The photino birds lived off a trickle of proton-photino interactions, which fed them with a slow, steady drip of energy. And to get a sufficient flow of energy the birds needed dense matter — densities which could not have formed without baryonic structures.
And the birds’ dependence on baryonic matter extended further. She knew that the birds needed templates of baryonic material even to reproduce.
So baryonic-matter stars had given the photino birds their very being, and now fed them and enabled them to reproduce.
Lieserl brooded. A fine hypothesis. But why, then, should the birds be so eager to kill off their mother-stars?
Once more the chatter of the humans from the Northern passed through her sensorium, barely registering. They were asking her more questions — requesting more detailed forecasts of the likely future evolution of the suffering Sun.
She sailed moodily around the core, thinking about stars and the photino birds.
And her mind made connections it had failed to complete before in millions of years.
At last, she saw it: the full, bleak picture.
And, suddenly, it seemed urgent — terribly urgent — to answer the humans’ questions about the future.
She hurried to the base of her convection cells.

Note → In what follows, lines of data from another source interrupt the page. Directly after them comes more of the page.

//! CLI command definitions and dispatch.

pub mod run;

use std::process::ExitCode;

use clap::{Parser, Subcommand};

/// Coracle — minimal single-container launcher.
#[derive(Parser, Debug)]
#[command(name = "coracle", version, about, long_about = None)]
pub struct Cli {
    /// Subcommand to execute.
    #[command(subcommand)]
    pub command: Command,
}

/// Available CLI subcommands.
#[derive(Subcommand, Debug)]
pub enum Command {
    /// Run a command inside a fresh container.
    Run(run::RunArgs),
}

/// Dispatches the parsed CLI command to its handler.
///
/// # Errors
///
/// Returns an error if the command execution fails.
pub fn execute(cli: Cli) -> anyhow::Result<ExitCode> {
    match cli.command {
        Command::Run(args) => run::execute(args),
    }
}
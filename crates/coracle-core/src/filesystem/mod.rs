//! Filesystem management for container isolation.
//!
//! Provides `OverlayFS` mounting and unmounting, mount-propagation
//! detachment, root switching, and the in-container `/proc` remount.

pub mod mount;
pub mod overlay;
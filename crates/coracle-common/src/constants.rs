//! System-wide constants and default paths.

/// Default image store root (archives and extracted rootfs trees).
pub const DEFAULT_IMAGE_DIR: &str = "/volumes/images";

/// Default container store root (per-container overlay directories).
pub const DEFAULT_CONTAINER_DIR: &str = "/volumes/containers";

/// Default base image name.
pub const DEFAULT_IMAGE_NAME: &str = "alpine";

/// File extension of image archives in the store.
pub const IMAGE_ARCHIVE_SUFFIX: &str = "tar";

/// Directory name of an image's extracted filesystem tree.
pub const IMAGE_ROOTFS_DIR: &str = "rootfs";

/// Upper (writable) overlay layer directory inside a container.
pub const CONTAINER_COW_RW_DIR: &str = "cow_rw";

/// Overlay work directory inside a container. Internal bookkeeping of the
/// overlay driver; never inspected by us.
pub const CONTAINER_COW_WORK_DIR: &str = "cow_workdir";

/// Overlay mount point directory inside a container.
pub const CONTAINER_ROOTFS_DIR: &str = "rootfs";

/// Exit code a child reports when isolation or exec fails.
pub const CHILD_FAILURE_EXIT_CODE: i32 = 1;

/// Application name used in CLI output.
pub const APP_NAME: &str = "coracle";
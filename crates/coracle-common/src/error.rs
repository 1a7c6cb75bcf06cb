//! Unified error types for the Coracle workspace.
//!
//! Every failure in the launch sequence is fatal and attempted exactly once;
//! the variants here exist to tell the operator *which* privileged step
//! failed, not to drive retry logic.

use std::path::PathBuf;

use thiserror::Error;

/// Top-level error type shared across the workspace.
#[derive(Debug, Error)]
pub enum CoracleError {
    /// An I/O operation failed.
    #[error("I/O error at {path}: {source}")]
    Io {
        /// Path where the I/O error occurred.
        path: PathBuf,
        /// Underlying I/O error.
        source: std::io::Error,
    },

    /// A configuration value is invalid.
    #[error("invalid configuration: {message}")]
    Config {
        /// Description of the invalid configuration.
        message: String,
    },

    /// No archive for the named image exists in the image store.
    #[error("unable to locate image {name}: no archive at {searched}")]
    ImageNotFound {
        /// Name of the requested image.
        name: String,
        /// Archive path that was checked.
        searched: PathBuf,
    },

    /// A mount or unmount syscall failed.
    #[error("mount operation failed at {target}: {source}")]
    Mount {
        /// Mount target path.
        target: PathBuf,
        /// Underlying OS error.
        source: std::io::Error,
    },

    /// A namespace syscall failed for a reason other than privilege.
    #[error("namespace operation failed: {operation}: {source}")]
    Namespace {
        /// The syscall that failed.
        operation: &'static str,
        /// Underlying OS error.
        source: std::io::Error,
    },

    /// A permission or capability error.
    #[error("permission denied: {message}")]
    PermissionDenied {
        /// Description of the denied operation, including remediation.
        message: String,
    },

    /// Waiting on the container child process failed.
    #[error("failed to wait for child {pid}: {source}")]
    Wait {
        /// PID of the child being waited on.
        pid: i32,
        /// Underlying OS error.
        source: std::io::Error,
    },

    /// Replacing the process image with the target command failed.
    #[error("failed to exec {command}: {source}")]
    Exec {
        /// The command that could not be executed.
        command: String,
        /// Underlying OS error (typically ENOENT or EACCES).
        source: std::io::Error,
    },
}

impl CoracleError {
    /// Builds the operator-facing error for an `unshare(2)` call rejected
    /// for lack of privilege.
    ///
    /// The message names the required capability and the two common
    /// remedies; surfacing it verbatim is part of the launcher's contract.
    #[must_use]
    pub fn unshare_permission() -> Self {
        Self::PermissionDenied {
            message: "unshare(2) with namespace flags requires the CAP_SYS_ADMIN \
                      capability. Run as root (sudo), or grant the capability to \
                      the execution environment (e.g. `--privileged` under Docker)"
                .to_string(),
        }
    }
}

/// Convenience alias used throughout the workspace.
pub type Result<T> = std::result::Result<T, CoracleError>;

#[cfg(test)]
mod tests {
    use super::*;

    #[test]
    fn unshare_permission_names_capability_and_remedies() {
        let message = CoracleError::unshare_permission().to_string();
        assert!(message.contains("CAP_SYS_ADMIN"));
        assert!(message.contains("sudo"));
        assert!(message.contains("--privileged"));
    }

    #[test]
    fn image_not_found_reports_searched_path() {
        let err = CoracleError::ImageNotFound {
            name: "alpine".into(),
            searched: PathBuf::from("/volumes/images/alpine.tar"),
        };
        let message = err.to_string();
        assert!(message.contains("alpine"));
        assert!(message.contains("/volumes/images/alpine.tar"));
    }
}
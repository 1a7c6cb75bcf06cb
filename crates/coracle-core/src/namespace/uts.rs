//! UTS namespace isolation.
//!
//! Allows the container to carry its own hostname without affecting the
//! host. Only meaningful after [`super::unshare_mount_and_uts`] has run.

use coracle_common::error::Result;

/// Sets the hostname inside the new UTS namespace.
///
/// # Errors
///
/// Returns an error if `sethostname(2)` fails.
#[cfg(target_os = "linux")]
pub fn set_hostname(hostname: &str) -> Result<()> {
    use coracle_common::error::CoracleError;

    nix::unistd::sethostname(hostname).map_err(|e| CoracleError::Namespace {
        operation: "sethostname",
        source: std::io::Error::from_raw_os_error(e as i32),
    })?;

    tracing::debug!(hostname, "container hostname set");
    Ok(())
}

/// Stub for non-Linux platforms.
///
/// # Errors
///
/// Always returns an error — UTS namespaces require Linux.
#[cfg(not(target_os = "linux"))]
pub fn set_hostname(_hostname: &str) -> Result<()> {
    Err(coracle_common::error::CoracleError::Config {
        message: "Linux required for native container operations".into(),
    })
}
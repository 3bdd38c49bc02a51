//! Status command implementation

use crate::api::ApiClient;
use crate::config::Config;
use crate::error::Result;
use crate::store::{CollectionStore, StoreStats};
use serde::{Deserialize, Serialize};
use tracing::info;

/// Status information
#[derive(Debug, Clone, Serialize, Deserialize)]
pub struct StatusInfo {
    pub config_path: String,
    pub db_path: String,
    pub api_url: String,
    pub api_reachable: bool,
    pub api_version: Option<String>,
    pub api_documents: usize,
    pub api_chunks: usize,
    pub collections: StoreStats,
}

/// Get system status: local collection counts plus service reachability
pub async fn cmd_status(
    config: &Config,
    store: &CollectionStore,
    api: &ApiClient,
) -> Result<StatusInfo> {
    info!("Getting status");

    let collections = store.get_stats().await?;

    let (api_reachable, api_version, api_documents, api_chunks) = match api.status().await {
        Ok(status) => (true, Some(status.version), status.documents, status.chunks),
        Err(e) => {
            tracing::debug!("API status error: {:?}", e);
            (false, None, 0, 0)
        }
    };

    Ok(StatusInfo {
        config_path: config.paths.config_file.display().to_string(),
        db_path: config.paths.db_file.display().to_string(),
        api_url: config.api_url.clone(),
        api_reachable,
        api_version,
        api_documents,
        api_chunks,
        collections,
    })
}

/// Print status to console
pub fn print_status(status: &StatusInfo) {
    println!("\n📊 lectern Status\n");
    println!("Configuration: {}", status.config_path);
    println!("Database: {}", status.db_path);
    println!("\nAPI service:");
    println!("  URL: {}", status.api_url);

    if status.api_reachable {
        println!(
            "  Status: ✓ Connected{}",
            status
                .api_version
                .as_deref()
                .map(|v| format!(" (v{})", v))
                .unwrap_or_default()
        );
        println!("  Documents: {}", status.api_documents);
        println!("  Chunks: {}", status.api_chunks);
    } else {
        println!("  Status: ✗ Not reachable");
    }

    println!("\nCollections:");
    println!("  Collections: {}", status.collections.collection_count);
    println!("  Items: {}", status.collections.item_count);
}

#[cfg(test)]
mod tests {
    use super::*;
    use serde_json::json;
    use tempfile::TempDir;
    use wiremock::matchers::{method, path};
    use wiremock::{Mock, MockServer, ResponseTemplate};

    #[tokio::test]
    async fn test_status_merges_store_and_api() {
        let tmp = TempDir::new().unwrap();
        let store = CollectionStore::new(&tmp.path().join("test.db"))
            .await
            .unwrap();
        let id = store.create_collection("Readings").await.unwrap();
        store.add_item(id, "document", 1).await.unwrap();

        let server = MockServer::start().await;
        Mock::given(method("GET"))
            .and(path("/status"))
            .respond_with(ResponseTemplate::new(200).set_body_json(json!({
                "version": "0.4.1", "documents": 12, "chunks": 340
            })))
            .mount(&server)
            .await;

        let mut config = Config::default();
        config.api_url = server.uri();
        let api = ApiClient::new(&config).unwrap();

        let status = cmd_status(&config, &store, &api).await.unwrap();
        assert!(status.api_reachable);
        assert_eq!(status.api_version.as_deref(), Some("0.4.1"));
        assert_eq!(status.api_documents, 12);
        assert_eq!(status.collections.collection_count, 1);
        assert_eq!(status.collections.item_count, 1);
    }

    #[tokio::test]
    async fn test_status_survives_unreachable_api() {
        let tmp = TempDir::new().unwrap();
        let store = CollectionStore::new(&tmp.path().join("test.db"))
            .await
            .unwrap();

        let mut config = Config::default();
        // Nothing listens here
        config.api_url = "http://127.0.0.1:1".to_string();
        let api = ApiClient::new(&config).unwrap();

        let status = cmd_status(&config, &store, &api).await.unwrap();
        assert!(!status.api_reachable);
        assert_eq!(status.api_documents, 0);
    }
}
//! CLI commands implementation

pub mod acquire;
pub mod collection;
pub mod fixtures;
pub mod ingest;
pub mod init;
pub mod search;
pub mod show;
pub mod status;

pub use acquire::*;
pub use collection::*;
pub use fixtures::*;
pub use ingest::*;
pub use init::*;
pub use search::*;
pub use show::*;
pub use status::*;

The shower’s needle-sharp jets of water sprayed over Louise’s skin. She floated there at the center of the shower cubicle, listening to the shrill gurgle of the water as it was pumped out of the booth. She lifted her arms up and let the water play over her belly and chest; it was hot enough, the pressure sufficiently high, to make her battered old skin tingle, as if it were being worked over by a thousand tiny masseurs.
She hated being in zero-gee. She always had, and she hated it still; she even loathed having to have a pump to suck the water out of her shower for her. She’d insisted on having this shower installed, curtained off in one corner of the life-lounge, as her one concession to luxury — no, damn it, she thought, this is no luxury; the shower is my concession to what’s left of my humanity.
A hot shower was one of the few sensual experiences that had remained vivid, as she’d got so absurdly old. High-pressure, steaming water could still cut through the patina of age which deadened her skin.